- [ASSIGNMENT]: Below are some entries. Count the lines where "pool" appears and state only that number.

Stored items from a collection
===============

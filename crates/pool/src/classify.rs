//! Failure classification.
//!
//! Every failed attempt is classified into a [`FailureKind`], which
//! drives three decisions: whether the error is retryable at all, whether
//! the session should be blocked for this workflow (strategy cooldown)
//! or permanently excluded for this job, and whether any session can
//! still run the job.

use fanout_comfyui::api::EnqueueError;
use fanout_comfyui::messages::ExecutionErrorData;

/// Message fragments that indicate the server is missing an asset the
/// workflow needs (checkpoint, LoRA, custom node, ...).
const MISSING_ASSET_SUBJECTS: &[&str] = &[
    "ckpt",
    "checkpoint",
    "lora",
    "model",
    "custom node",
    "node type",
    "node_type",
    "embedding",
    "vae",
];

const MISSING_ASSET_VERBS: &[&str] = &[
    "not in list",
    "not found",
    "does not exist",
    "missing",
    "failed to load",
    "no such file",
    "could not find",
    "unknown",
];

/// Message fragments that look environmental rather than caused by the
/// workflow itself.
const TRANSIENT_PATTERNS: &[&str] = &[
    "out of memory",
    "oom",
    "cuda",
    "device-side assert",
    "allocation failed",
    "connection reset",
];

/// Message fragments that indicate the workflow itself is invalid and
/// would fail everywhere.
const VALIDATION_PATTERNS: &[&str] = &[
    "invalid prompt",
    "invalid input",
    "bad input",
    "must be",
    "out of range",
    "expected type",
    "type mismatch",
    "failed validation",
    "prompt_outputs_failed_validation",
    "prompt has no outputs",
];

/// Classified failure reason for one attempt.
#[derive(Debug, Clone, Copy, PartialEq, Eq)]
pub enum FailureKind {
    /// Transport-level failure (channel drop, upload failure, event
    /// stream loss).
    Transport,
    /// The server rejected the submission for a reason that does not
    /// implicate the workflow/server pairing.
    EnqueueRejected,
    /// The server cannot run this workflow (missing checkpoint, LoRA,
    /// custom node).
    WorkflowIncompatible,
    /// Environmental execution failure (OOM, CUDA fault).
    TransientExecution,
    /// The workflow itself is invalid; it would fail on any server.
    WorkflowInvalid,
    /// No `execution_start` arrived within the window.
    ExecutionStartTimeout,
    /// A node made no progress within the window.
    NodeExecutionTimeout,
    /// Caller-initiated cancellation.
    Cancelled,
}

impl FailureKind {
    /// Whether another attempt may succeed (possibly on another session).
    pub fn retryable(&self) -> bool {
        match self {
            FailureKind::Transport
            | FailureKind::EnqueueRejected
            | FailureKind::WorkflowIncompatible
            | FailureKind::TransientExecution
            | FailureKind::ExecutionStartTimeout
            | FailureKind::NodeExecutionTimeout => true,
            FailureKind::WorkflowInvalid | FailureKind::Cancelled => false,
        }
    }

    /// Whether the strategy should count this failure against the
    /// (session, fingerprint) pair.
    pub fn blocks_session(&self) -> bool {
        matches!(self, FailureKind::WorkflowIncompatible)
    }

    /// Whether the session is permanently excluded for this job.
    pub fn excludes_session(&self) -> bool {
        matches!(self, FailureKind::WorkflowIncompatible)
    }
}

fn contains_any(haystack: &str, needles: &[&str]) -> bool {
    needles.iter().any(|needle| haystack.contains(needle))
}

fn looks_incompatible(message: &str) -> bool {
    contains_any(message, MISSING_ASSET_SUBJECTS) && contains_any(message, MISSING_ASSET_VERBS)
}

/// Classify an `execution_error` event.
pub fn classify_execution_error(data: &ExecutionErrorData) -> FailureKind {
    let message = format!(
        "{} {}",
        data.exception_type.to_lowercase(),
        data.exception_message.to_lowercase()
    );

    if looks_incompatible(&message) {
        return FailureKind::WorkflowIncompatible;
    }
    if contains_any(&message, TRANSIENT_PATTERNS) {
        return FailureKind::TransientExecution;
    }
    if contains_any(&message, VALIDATION_PATTERNS) {
        return FailureKind::WorkflowInvalid;
    }
    // Unrecognized execution errors are treated as environmental: retry
    // elsewhere without blocking the pairing.
    FailureKind::TransientExecution
}

/// Classify a rejected `POST /prompt`.
pub fn classify_enqueue_error(error: &EnqueueError) -> FailureKind {
    let mut message = error.reason.to_lowercase();
    if let Some(body) = &error.body_json {
        message.push(' ');
        message.push_str(&body.to_string().to_lowercase());
    }

    if looks_incompatible(&message) {
        return FailureKind::WorkflowIncompatible;
    }
    if contains_any(&message, VALIDATION_PATTERNS) {
        return FailureKind::WorkflowInvalid;
    }
    FailureKind::EnqueueRejected
}
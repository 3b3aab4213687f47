//! Shared types for the fanout orchestration layer.
//!
//! Zero internal dependencies: identifiers, the core error type, and the
//! workflow normalization / fingerprinting / seed-rewrite pass used by the
//! pool before dispatch.

pub mod error;
pub mod types;
pub mod workflow;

===============

- [EXERCISE RESPONSE]: 2